Because my sex life, much like my body, is my business. Ergo my sexual experiences — positive and negative, solicited and unsolicited, meaningful and meaningless— are also my business.
Perhaps ironically, framing female sexuality in these terms is apt in and of itself; sex sells, and the body — too often regarded as a ‘thing’ to be used (and abused) rather than something attached to a real, live human being with (gasp!) feelings — is a commodity. This is not new. This is also not exclusively female; our obsession with image and the need to live up to others’ expectations is systemic — at the heart of how we understand ourselves as human beings in the Western world.
This affects us all.
There is solace in solidarity, but there is also power in it. It is for this reason that, wary of the way in which power corrupts and distorts people and principles alike, I am uncomfortable with the #MeToo campaign. It is important to bear in mind that the message, once “out there”, is no longer yours nor our own; it gains a life of its own — and with that, untold (and potentially unwanted) consequences.
I want to make it clear that my opposition to this campaign is not about the topic, nor the demographic it concerns; I fully support the marginalised coming together to give voice to their grievances in a way that they wouldn’t otherwise be able to. But this is not, and has never been, the issue.

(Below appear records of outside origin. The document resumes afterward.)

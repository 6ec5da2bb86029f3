//! Request and result entities for the create and lookup operations.

use crate::error::ClientError;
use chrono::{DateTime, Utc};
use validator::{Validate, ValidationErrors};

/// Message used when the URL field is empty after trimming.
pub const MISSING_URL_MESSAGE: &str = "missing URL";

/// Message used when the code field is empty after trimming.
pub const MISSING_CODE_MESSAGE: &str = "missing code";

/// Message used when the code is a `.` or `..` path segment.
pub const INVALID_CODE_MESSAGE: &str = "invalid code";

/// A validated request to create a short link.
///
/// URL and custom code are trimmed. An empty custom code is stored as `None`
/// so that the outgoing payload omits the field instead of sending an empty
/// string. Whether `expire_at` lies in the future is for the service to judge.
#[derive(Debug, Clone, PartialEq, Eq, Validate)]
pub struct CreateRequest {
    #[validate(length(min = 1))]
    pub url: String,
    pub custom_code: Option<String>,
    pub expire_at: Option<DateTime<Utc>>,
}

impl CreateRequest {
    /// Builds a request from raw user input.
    ///
    /// # Errors
    ///
    /// Returns [`ClientError::Validation`] with [`MISSING_URL_MESSAGE`] if the
    /// URL is empty after trimming.
    pub fn new(raw_url: &str, raw_custom_code: &str) -> Result<Self, ClientError> {
        let custom_code = Some(raw_custom_code.trim())
            .filter(|code| !code.is_empty())
            .map(str::to_string);

        let request = Self {
            url: raw_url.trim().to_string(),
            custom_code,
            expire_at: None,
        };

        request
            .validate()
            .map_err(|e| to_validation_error(&e, MISSING_URL_MESSAGE))?;

        Ok(request)
    }

    /// Sets the requested expiry time.
    pub fn with_expire_at(mut self, expire_at: Option<DateTime<Utc>>) -> Self {
        self.expire_at = expire_at;
        self
    }
}

/// A validated request to look up an existing short code.
#[derive(Debug, Clone, PartialEq, Eq, Validate)]
pub struct LookupRequest {
    #[validate(length(min = 1))]
    pub code: String,
}

impl LookupRequest {
    /// Builds a request from raw user input.
    ///
    /// # Errors
    ///
    /// Returns [`ClientError::Validation`] with [`MISSING_CODE_MESSAGE`] if the
    /// code is empty after trimming, and with [`INVALID_CODE_MESSAGE`] if it
    /// is `.` or `..`, which cannot be sent as a path segment.
    pub fn new(raw_code: &str) -> Result<Self, ClientError> {
        let request = Self {
            code: raw_code.trim().to_string(),
        };

        request
            .validate()
            .map_err(|e| to_validation_error(&e, MISSING_CODE_MESSAGE))?;

        if request.code == "." || request.code == ".." {
            return Err(ClientError::validation(INVALID_CODE_MESSAGE));
        }

        Ok(request)
    }
}

fn to_validation_error(errors: &ValidationErrors, message: &str) -> ClientError {
    tracing::debug!(%errors, "request validation failed");
    ClientError::validation(message)
}

/// A short link created by the service.
#[derive(Debug, Clone, PartialEq, Eq)]
pub struct CreateResult {
    pub code: String,
    pub short_url: String,
    pub long_url: String,
    pub expire_at: Option<DateTime<Utc>>,
}

/// Metadata of an existing short link.
#[derive(Debug, Clone, PartialEq, Eq)]
pub struct LookupResult {
    pub code: String,
    pub long_url: String,
    pub created_at: DateTime<Utc>,
    pub expire_at: Option<DateTime<Utc>>,
    pub click_count: u64,
    pub last_accessed_at: Option<DateTime<Utc>>,
}

/// Whether a link has ever been accessed.
///
/// Derived from `last_accessed_at` only; `click_count` says nothing about it.
#[derive(Debug, Clone, Copy, PartialEq, Eq)]
pub enum AccessStatus {
    NeverAccessed,
    LastAccessed(DateTime<Utc>),
}

impl LookupResult {
    pub fn access_status(&self) -> AccessStatus {
        match self.last_accessed_at {
            Some(at) => AccessStatus::LastAccessed(at),
            None => AccessStatus::NeverAccessed,
        }
    }

    /// Returns true if the link has passed its expiry time.
    pub fn is_expired(&self) -> bool {
        self.expire_at.is_some_and(|e| Utc::now() >= e)
    }
}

And why not? Simply put: the #MeToo campaign is not about solidarity or voice. That it may provide women with the comfort of both is secondary to the fact that, ultimately, it is about oppression. It is about toxic masculinity, social norms and gender-roles, but these, too, are just smoke-screens for an issue as fundamental as it is universal: how we see — and treat — ourselves.
In short, this is about worth.
If, as David Levithan wrote in “The Perks of Being a Wallflower”, ‘we accept the love we think we deserve’, then what does the prevalence of #MeToo say about us? An uncomfortable truth, but one worth reflecting on — especially in the wake of the recent Harvey Weinstein exposé.
Let me be clear: I am not for one moment suggesting that it is “our fault”. To do so would be reductive and overly simplistic; people and situations are as complex and multifaceted as the world we inhabit. To do so would also imply that it is, was “my fault” — that I have, in the words of Margaret Atwood in “The Handmaid’s Tale”, ‘brought this on myself’. But the reality, as painful as it is, must be acknowledged for what it is: it is not as clear-cut.
One thing is absolute, however: demonising men is not the answer. Nor is damning ourselves. If we really want society to change, then we need to do more than just speak out: we need to listen.
We need to listen to one another but, more importantly, we need to listen to ourselves.
To some extent, we really do have the power we give ourselves. That the degree to which we can control our experiences is perhaps more significant than we would like to acknowledge is a difficult premise.
Why? Because it’s easier not to. It’s easier to be “all or nothing”. The ambiguity, the blurred lines, the edges, the shades of grey (pardon the pun), are what hurt; yet it is only through questioning ourselves that we can make true progress.
This requires a level of honesty that is as brutal as it is radical. Are you ready? Are you willing?
We stop being victims only when we refuse to accept ourselves as such.